Stasera su Sky (AXN, canale 122, ore 21,00) torna “Power”, con la terza puntata della terza stagione. Tutti gli episodi sono disponibili su Sky On Demand. La serie, che narra le vicende di Ghost, il più importante trafficante di droga della Grande Mela, è partita in sordina per poi essere confermata, addirittura fino alla quinta stagione. Merito di una trama solida e di attori sconosciuti ma perfetti per il ruolo.

TRAMA:

James St. Patrick è il rispettato proprietario di un locale notturno a New York. Ma molti lo conoscono come “Ghost”, il superboss dello spaccio di droga nella città, attività che svolge insieme al suo amico Tommy, con il quale è venuto su nel quartiere più degradato di New York. Gli affari vanno bene, ma Ghost desidera sempre più divincolarsi dalla parte oscura dei suoi affari, per diventare definitivamente solo James, un ricco imprenditore legale, seppellendo per sempre la sua vita parallela. L’obiettivo naufraga totalmente quando James, una sera nel suo locale, incontra la sua vecchia fiamma del liceo, Angela Valdes. Tra i due scoppia di nuovo la passione, tutto va a gonfie vele ma, piccolo particolare, Angela nel frattempo è diventata un agente speciale dell’FBI specializzata in reati di traffico di droga. 
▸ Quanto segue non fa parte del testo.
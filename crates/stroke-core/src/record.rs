//! The in-memory assessment record and the edits the form applies to it.

use std::borrow::Cow;
use std::fmt;
use std::ops::Index;
use std::str::FromStr;

use serde::{Deserialize, Serialize};
use ts_rs::TS;

use crate::contraindications::{CONTRAINDICATION_COUNT, Contraindication};
use crate::error::FieldError;
use crate::scales::{MRS_RANGE, NIHSS_ITEM_COUNT, NihssItem};
use crate::scoring::NihssScore;

/// Per-subscale NIHSS values, indexed by [`NihssItem`].
#[derive(Debug, Clone, Default, PartialEq, Eq)]
pub struct NihssScores([NihssScore; NIHSS_ITEM_COUNT]);

impl NihssScores {
    pub fn get(&self, item: NihssItem) -> NihssScore {
        self.0[item.index()]
    }

    pub fn set(&mut self, item: NihssItem, score: NihssScore) {
        self.0[item.index()] = score;
    }

    /// Subscales with their values, in canonical order.
    pub fn iter(&self) -> impl Iterator<Item = (NihssItem, NihssScore)> + '_ {
        NihssItem::ALL.into_iter().map(|item| (item, self.get(item)))
    }
}

impl Index<NihssItem> for NihssScores {
    type Output = NihssScore;

    fn index(&self, item: NihssItem) -> &NihssScore {
        &self.0[item.index()]
    }
}

/// Contraindication checkboxes, indexed by [`Contraindication`].
#[derive(Debug, Clone, Default, PartialEq, Eq)]
pub struct ContraindicationFlags([bool; CONTRAINDICATION_COUNT]);

impl ContraindicationFlags {
    pub fn is_set(&self, flag: Contraindication) -> bool {
        self.0[flag.index()]
    }

    pub fn set(&mut self, flag: Contraindication, checked: bool) {
        self.0[flag.index()] = checked;
    }

    /// Checked contraindications, in canonical order.
    pub fn active(&self) -> impl Iterator<Item = Contraindication> + '_ {
        Contraindication::ALL
            .into_iter()
            .filter(|flag| self.is_set(*flag))
    }
}

/// Everything the stroke form has collected so far.
///
/// Owned by one form session; starts empty and is never persisted.
#[derive(Debug, Clone, Default, PartialEq, Eq)]
pub struct AssessmentRecord {
    pub history: String,
    pub complaint: String,
    pub last_known_well: String,
    pub nihss: NihssScores,
    pub contraindications: ContraindicationFlags,
    pub mrs: Option<u8>,
}

impl AssessmentRecord {
    pub fn new() -> Self {
        Self::default()
    }

    /// Apply one form edit. On error the record is left unchanged.
    pub fn apply(
        &mut self,
        path: FieldPath,
        value: FieldValue,
        coercion: Coercion,
    ) -> Result<(), FieldError> {
        match path {
            FieldPath::History => self.history = value.into_text(path)?,
            FieldPath::Complaint => self.complaint = value.into_text(path)?,
            FieldPath::LastKnownWell => self.last_known_well = value.into_text(path)?,
            FieldPath::Mrs => {
                let text = value.into_text(path)?;
                self.mrs = coercion.settle(path, parse_mrs(&text), None)?;
            }
            FieldPath::Nihss(item) => {
                let text = value.into_text(path)?;
                let score = coercion.settle(path, item.parse_score(&text), NihssScore::Unset)?;
                self.nihss.set(item, score);
            }
            FieldPath::Contraindication(flag) => {
                let checked = value.into_flag(path)?;
                self.contraindications.set(flag, checked);
            }
        }
        tracing::debug!(field = %path, "applied field edit");
        Ok(())
    }

    pub fn apply_edit(&mut self, edit: FieldEdit, coercion: Coercion) -> Result<(), FieldError> {
        let path: FieldPath = edit.field.parse()?;
        self.apply(path, edit.value, coercion)
    }
}

fn parse_mrs(raw: &str) -> Result<Option<u8>, FieldError> {
    let raw = raw.trim();
    if raw.is_empty() {
        return Ok(None);
    }
    MRS_RANGE.parse("mrs", raw).map(Some)
}

/// What to do with score text that is malformed or out of range.
#[derive(Debug, Clone, Copy, Default, PartialEq, Eq, Serialize, Deserialize, TS)]
#[serde(rename_all = "snake_case")]
#[ts(export)]
pub enum Coercion {
    /// Store the score as unset so it contributes nothing to the total.
    #[default]
    Coerce,
    /// Fail the edit and keep the previous value.
    Reject,
}

impl Coercion {
    fn settle<T>(
        self,
        path: FieldPath,
        parsed: Result<T, FieldError>,
        fallback: T,
    ) -> Result<T, FieldError> {
        match (parsed, self) {
            (Ok(value), _) => Ok(value),
            (Err(e), Coercion::Coerce) => {
                tracing::warn!(field = %path, error = %e, "coerced malformed score to unset");
                Ok(fallback)
            }
            (Err(e), Coercion::Reject) => Err(e),
        }
    }
}

/// Address of one form field, written `nihss.gaze`, `contraindications.elevatedInr`,
/// `lastKnownWell` and so on.
#[derive(Debug, Clone, Copy, PartialEq, Eq, Hash)]
pub enum FieldPath {
    History,
    Complaint,
    LastKnownWell,
    Mrs,
    Nihss(NihssItem),
    Contraindication(Contraindication),
}

impl FieldPath {
    /// Every field in form order.
    pub fn all() -> impl Iterator<Item = FieldPath> {
        [FieldPath::History, FieldPath::Complaint, FieldPath::LastKnownWell]
            .into_iter()
            .chain(NihssItem::ALL.into_iter().map(FieldPath::Nihss))
            .chain(Contraindication::ALL.into_iter().map(FieldPath::Contraindication))
            .chain(std::iter::once(FieldPath::Mrs))
    }

    /// Prompt shown next to the field on the form.
    pub fn label(self) -> Cow<'static, str> {
        match self {
            FieldPath::History => Cow::Borrowed("Brief History"),
            FieldPath::Complaint => Cow::Borrowed("Acute Neurological Complaint"),
            FieldPath::LastKnownWell => Cow::Borrowed("Last Known Well"),
            FieldPath::Mrs => Cow::Borrowed("Pre-treatment mRS Score"),
            FieldPath::Nihss(item) => Cow::Borrowed(item.label()),
            FieldPath::Contraindication(flag) => flag.label(),
        }
    }
}

impl fmt::Display for FieldPath {
    fn fmt(&self, f: &mut fmt::Formatter<'_>) -> fmt::Result {
        match self {
            FieldPath::History => f.write_str("history"),
            FieldPath::Complaint => f.write_str("complaint"),
            FieldPath::LastKnownWell => f.write_str("lastKnownWell"),
            FieldPath::Mrs => f.write_str("mrs"),
            FieldPath::Nihss(item) => write!(f, "nihss.{}", item.key()),
            FieldPath::Contraindication(flag) => write!(f, "contraindications.{}", flag.key()),
        }
    }
}

impl FromStr for FieldPath {
    type Err = FieldError;

    fn from_str(s: &str) -> Result<Self, Self::Err> {
        let unknown = || FieldError::UnknownField(s.to_string());
        match s.split_once('.') {
            None => match s {
                "history" => Ok(FieldPath::History),
                "complaint" => Ok(FieldPath::Complaint),
                "lastKnownWell" => Ok(FieldPath::LastKnownWell),
                "mrs" => Ok(FieldPath::Mrs),
                _ => Err(unknown()),
            },
            Some(("nihss", key)) => NihssItem::from_key(key)
                .map(FieldPath::Nihss)
                .ok_or_else(unknown),
            Some(("contraindications", key)) => Contraindication::from_key(key)
                .map(FieldPath::Contraindication)
                .ok_or_else(unknown),
            Some(_) => Err(unknown()),
        }
    }
}

/// A value from the form: text for inputs and selects, a flag for checkboxes.
#[derive(Debug, Clone, PartialEq, Eq, Serialize, Deserialize, TS)]
#[serde(untagged)]
#[ts(export)]
pub enum FieldValue {
    Flag(bool),
    Text(String),
}

impl FieldValue {
    fn into_text(self, path: FieldPath) -> Result<String, FieldError> {
        match self {
            FieldValue::Text(text) => Ok(text),
            FieldValue::Flag(_) => Err(FieldError::WrongKind {
                field: path.to_string(),
                expected: "text",
            }),
        }
    }

    fn into_flag(self, path: FieldPath) -> Result<bool, FieldError> {
        match self {
            FieldValue::Flag(checked) => Ok(checked),
            FieldValue::Text(_) => Err(FieldError::WrongKind {
                field: path.to_string(),
                expected: "boolean",
            }),
        }
    }
}

impl From<&str> for FieldValue {
    fn from(text: &str) -> Self {
        FieldValue::Text(text.to_string())
    }
}

impl From<String> for FieldValue {
    fn from(text: String) -> Self {
        FieldValue::Text(text)
    }
}

impl From<bool> for FieldValue {
    fn from(checked: bool) -> Self {
        FieldValue::Flag(checked)
    }
}

/// One field-set operation as sent by the form, e.g.
/// `{"field": "nihss.gaze", "value": "1"}`.
#[derive(Debug, Clone, PartialEq, Eq, Serialize, Deserialize, TS)]
#[ts(export)]
pub struct FieldEdit {
    pub field: String,
    pub value: FieldValue,
}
Power è una di quelle serie di cui, inizialmente, nessuno sembra sapere nulla. I soldi per le campagne pubblicitarie sono pochi e poi, figuriamoci, il rapper 50 Cent che si mette a produrre e recitare una serie televisiva tende ad allontanare la critica schizzinosa ancor prima dell’episodio pilota.
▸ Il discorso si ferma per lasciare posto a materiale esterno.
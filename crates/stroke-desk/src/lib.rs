//! stroke-desk library root.
//!
//! A terminal stand-in for the stroke alert form. Exposes the session and
//! command modules so integration tests can drive a session without a
//! terminal.

pub mod cli;
pub mod command;
pub mod config;
pub mod error;
pub mod session;
//! stroke-message
//!
//! Turns an assessment record into the fixed-format stroke alert text used
//! for paging, chart notes and handoff. Everything here is a pure function
//! of the record.

pub mod message;

pub use message::{compute_nihss_total, generate_message};
pub use stroke_core::contraindications::render_contraindication_label;
pub use stroke_core::scoring::format_value;
use std::io;

use clap::Parser;
use eyre::Result;
use tracing_subscriber::EnvFilter;

use stroke_desk::cli::Cli;
use stroke_desk::config;
use stroke_desk::session::{self, Session};

fn main() -> Result<()> {
    color_eyre::install()?;
    let cli = Cli::parse();

    let loaded = config::load_config()?;
    let config = loaded.config;

    // Logs go to stderr so the generated message on stdout stays verbatim.
    tracing_subscriber::fmt()
        .with_writer(io::stderr)
        .with_env_filter(
            EnvFilter::try_from_default_env()
                .unwrap_or_else(|_| EnvFilter::new(&config.log_filter)),
        )
        .init();

    if let Some(from) = loaded.migrated_from {
        tracing::info!(from, to = config.config_version, "migrated config");
    }

    if cli.init_config {
        let path = config::save_config(&config)?;
        println!("{}", path.display());
        return Ok(());
    }

    let mut session = Session::new(config.coercion);
    let stdin = io::stdin();
    let mut stdout = io::stdout();
    let mut stderr = io::stderr();
    session::run(&mut session, stdin.lock(), &mut stdout, &mut stderr)?;
    Ok(())
}
use thiserror::Error;

use stroke_core::FieldError;

#[derive(Debug, Error)]
pub enum DeskError {
    #[error(transparent)]
    Field(#[from] FieldError),

    #[error("unknown command: {0}")]
    UnknownCommand(String),

    #[error("{field} expects true or false, got '{value}'")]
    InvalidFlag { field: String, value: String },

    #[error("io error: {0}")]
    Io(#[from] std::io::Error),
}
Ma poi i nodi vengono al pettine e quando una cosa è fatta bene, E’ FATTA BENE, non c’è niente da fare. Power è esattamente cosi’, una gemma nascosta, dietro i grandi franchise che pian, piano, con la qualità, viene fuori.
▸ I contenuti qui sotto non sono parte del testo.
//! Thrombolytic (TNK/tPA) contraindication checklist.
//!
//! Sixteen fixed criteria in four categories. The label sentences are
//! clinical reference text and are emitted verbatim in the alert message.

use std::borrow::Cow;
use std::collections::HashMap;
use std::sync::LazyLock;

use serde::{Deserialize, Serialize};
use ts_rs::TS;

#[derive(Debug, Clone, Copy, PartialEq, Eq, Hash, Serialize, Deserialize, TS)]
#[serde(rename_all = "snake_case")]
#[ts(export)]
pub enum ContraindicationCategory {
    PatientHistory,
    Clinical,
    Hematologic,
    HeadCt,
}

impl ContraindicationCategory {
    pub fn name(self) -> &'static str {
        match self {
            ContraindicationCategory::PatientHistory => "Patient History",
            ContraindicationCategory::Clinical => "Clinical",
            ContraindicationCategory::Hematologic => "Hematologic",
            ContraindicationCategory::HeadCt => "Head CT",
        }
    }
}

/// One contraindication checkbox, declared in canonical order.
#[derive(Debug, Clone, Copy, PartialEq, Eq, Hash, PartialOrd, Ord, Serialize, Deserialize, TS)]
#[serde(rename_all = "camelCase")]
#[ts(export)]
pub enum Contraindication {
    PriorIntracranialHemorrhage,
    RecentStrokeOrHeadTrauma,
    RecentIntracranialSurgery,
    GiMalignancyOrBleed,
    SymptomsOfSubarachnoidHemorrhage,
    ElevatedBloodPressure,
    InfectiveEndocarditis,
    AorticArchDissection,
    PlateletUnder100k,
    ElevatedInr,
    RecentLowMolecularWeightHeparin,
    RecentDirectOralAnticoagulant,
    EvidenceOfHemorrhage,
    ExtensiveHypodensity,
    IntraAxialNeoplasm,
    UnsecuredVascularMalformation,
}

pub const CONTRAINDICATION_COUNT: usize = 16;

impl Contraindication {
    pub const ALL: [Contraindication; CONTRAINDICATION_COUNT] = [
        Contraindication::PriorIntracranialHemorrhage,
        Contraindication::RecentStrokeOrHeadTrauma,
        Contraindication::RecentIntracranialSurgery,
        Contraindication::GiMalignancyOrBleed,
        Contraindication::SymptomsOfSubarachnoidHemorrhage,
        Contraindication::ElevatedBloodPressure,
        Contraindication::InfectiveEndocarditis,
        Contraindication::AorticArchDissection,
        Contraindication::PlateletUnder100k,
        Contraindication::ElevatedInr,
        Contraindication::RecentLowMolecularWeightHeparin,
        Contraindication::RecentDirectOralAnticoagulant,
        Contraindication::EvidenceOfHemorrhage,
        Contraindication::ExtensiveHypodensity,
        Contraindication::IntraAxialNeoplasm,
        Contraindication::UnsecuredVascularMalformation,
    ];

    pub fn index(self) -> usize {
        self as usize
    }

    /// Form key, e.g. `plateletUnder100k`.
    pub fn key(self) -> &'static str {
        match self {
            Contraindication::PriorIntracranialHemorrhage => "priorIntracranialHemorrhage",
            Contraindication::RecentStrokeOrHeadTrauma => "recentStrokeOrHeadTrauma",
            Contraindication::RecentIntracranialSurgery => "recentIntracranialSurgery",
            Contraindication::GiMalignancyOrBleed => "giMalignancyOrBleed",
            Contraindication::SymptomsOfSubarachnoidHemorrhage => {
                "symptomsOfSubarachnoidHemorrhage"
            }
            Contraindication::ElevatedBloodPressure => "elevatedBloodPressure",
            Contraindication::InfectiveEndocarditis => "infectiveEndocarditis",
            Contraindication::AorticArchDissection => "aorticArchDissection",
            Contraindication::PlateletUnder100k => "plateletUnder100k",
            Contraindication::ElevatedInr => "elevatedInr",
            Contraindication::RecentLowMolecularWeightHeparin => "recentLowMolecularWeightHeparin",
            Contraindication::RecentDirectOralAnticoagulant => "recentDirectOralAnticoagulant",
            Contraindication::EvidenceOfHemorrhage => "evidenceOfHemorrhage",
            Contraindication::ExtensiveHypodensity => "extensiveHypodensity",
            Contraindication::IntraAxialNeoplasm => "intraAxialNeoplasm",
            Contraindication::UnsecuredVascularMalformation => "unsecuredVascularMalformation",
        }
    }

    pub fn from_key(key: &str) -> Option<Contraindication> {
        Contraindication::ALL.into_iter().find(|c| c.key() == key)
    }

    pub fn category(self) -> ContraindicationCategory {
        use Contraindication::*;
        match self {
            PriorIntracranialHemorrhage
            | RecentStrokeOrHeadTrauma
            | RecentIntracranialSurgery
            | GiMalignancyOrBleed => ContraindicationCategory::PatientHistory,
            SymptomsOfSubarachnoidHemorrhage
            | ElevatedBloodPressure
            | InfectiveEndocarditis
            | AorticArchDissection => ContraindicationCategory::Clinical,
            PlateletUnder100k
            | ElevatedInr
            | RecentLowMolecularWeightHeparin
            | RecentDirectOralAnticoagulant => ContraindicationCategory::Hematologic,
            EvidenceOfHemorrhage
            | ExtensiveHypodensity
            | IntraAxialNeoplasm
            | UnsecuredVascularMalformation => ContraindicationCategory::HeadCt,
        }
    }

    /// The clinical criterion sentence for this checkbox.
    pub fn label(self) -> Cow<'static, str> {
        render_contraindication_label(self.key())
    }
}

static LABELS: LazyLock<HashMap<&'static str, &'static str>> = LazyLock::new(|| {
    HashMap::from([
        ("priorIntracranialHemorrhage", "Prior intracranial hemorrhage"),
        (
            "recentStrokeOrHeadTrauma",
            "Ischemic stroke or severe head trauma within the past 3 months",
        ),
        (
            "recentIntracranialSurgery",
            "Intracranial or intraspinal surgery within the past 3 months",
        ),
        (
            "giMalignancyOrBleed",
            "Structural gastrointestinal malignancy or gastrointestinal bleeding within the past 21 days",
        ),
        (
            "symptomsOfSubarachnoidHemorrhage",
            "Symptoms and signs most consistent with subarachnoid hemorrhage",
        ),
        (
            "elevatedBloodPressure",
            "Persistent blood pressure elevation (systolic >185 mmHg or diastolic >110 mmHg) despite treatment",
        ),
        (
            "infectiveEndocarditis",
            "Symptoms consistent with infective endocarditis",
        ),
        (
            "aorticArchDissection",
            "Known or suspected aortic arch dissection",
        ),
        ("plateletUnder100k", "Platelet count <100,000/mm3"),
        (
            "elevatedInr",
            "INR >1.7, aPTT >40 seconds, or PT >15 seconds",
        ),
        (
            "recentLowMolecularWeightHeparin",
            "Treatment-dose low-molecular-weight heparin within the previous 24 hours",
        ),
        (
            "recentDirectOralAnticoagulant",
            "Direct thrombin inhibitor or direct factor Xa inhibitor taken within the past 48 hours",
        ),
        (
            "evidenceOfHemorrhage",
            "CT demonstrates acute intracranial hemorrhage",
        ),
        (
            "extensiveHypodensity",
            "CT demonstrates extensive regions of clear hypodensity consistent with irreversible injury",
        ),
        (
            "intraAxialNeoplasm",
            "CT demonstrates intra-axial intracranial neoplasm",
        ),
        (
            "unsecuredVascularMalformation",
            "CT demonstrates unsecured intracranial vascular malformation or giant aneurysm",
        ),
    ])
});

/// Human-readable criterion for a contraindication key.
///
/// Keys outside the table are split on their internal capitals and
/// lowercased (`bloodSugar` becomes `blood sugar`).
pub fn render_contraindication_label(key: &str) -> Cow<'static, str> {
    match LABELS.get(key) {
        Some(label) => Cow::Borrowed(*label),
        None => Cow::Owned(split_camel_case(key)),
    }
}

fn split_camel_case(key: &str) -> String {
    let mut out = String::with_capacity(key.len() + 4);
    for (i, ch) in key.chars().enumerate() {
        if ch.is_uppercase() && i > 0 {
            out.push(' ');
        }
        out.extend(ch.to_lowercase());
    }
    out
}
Infatti è partita in sordina, con solo 8 episodi in seconda serata nella prima stagione. Ma poi, sia negli Stati Uniti che in Italia, il successo di pubblico è arrivato eccome e ora sono già state confermate una quarta e quinta stagione.

La trama ha il grande merito di dare un taglio davvero innovativo ad un tema abusato come quello dei grandi boss della droga in America. Due ex figli del ghetto, un nero e un irlandese, fanno i soldi con la droga, ma poi uno desidera definitivamente fare il salto di qualità sociale e diventare un gentleman per bene mentre l’altro vuole ancora dominare la strada dove è cresciuto.

I due protagonisti in questione, James St. Patrick detto Ghost e Thomas, Tommy Egan, sono perfettamente complementari e trasudano personalità. Uno è un nero che si è fatto strada solo con la sua intelligenza, ha imparato lo spagnolo per trattare meglio con i cartelli messicani, ma ora non vuole più avere nulla a che fare col ghetto. Veste sempre il doppio petto, ha un attico a Manhattan ed è interpretato dallo sconosciuto ma ottimo Omari Hardwick.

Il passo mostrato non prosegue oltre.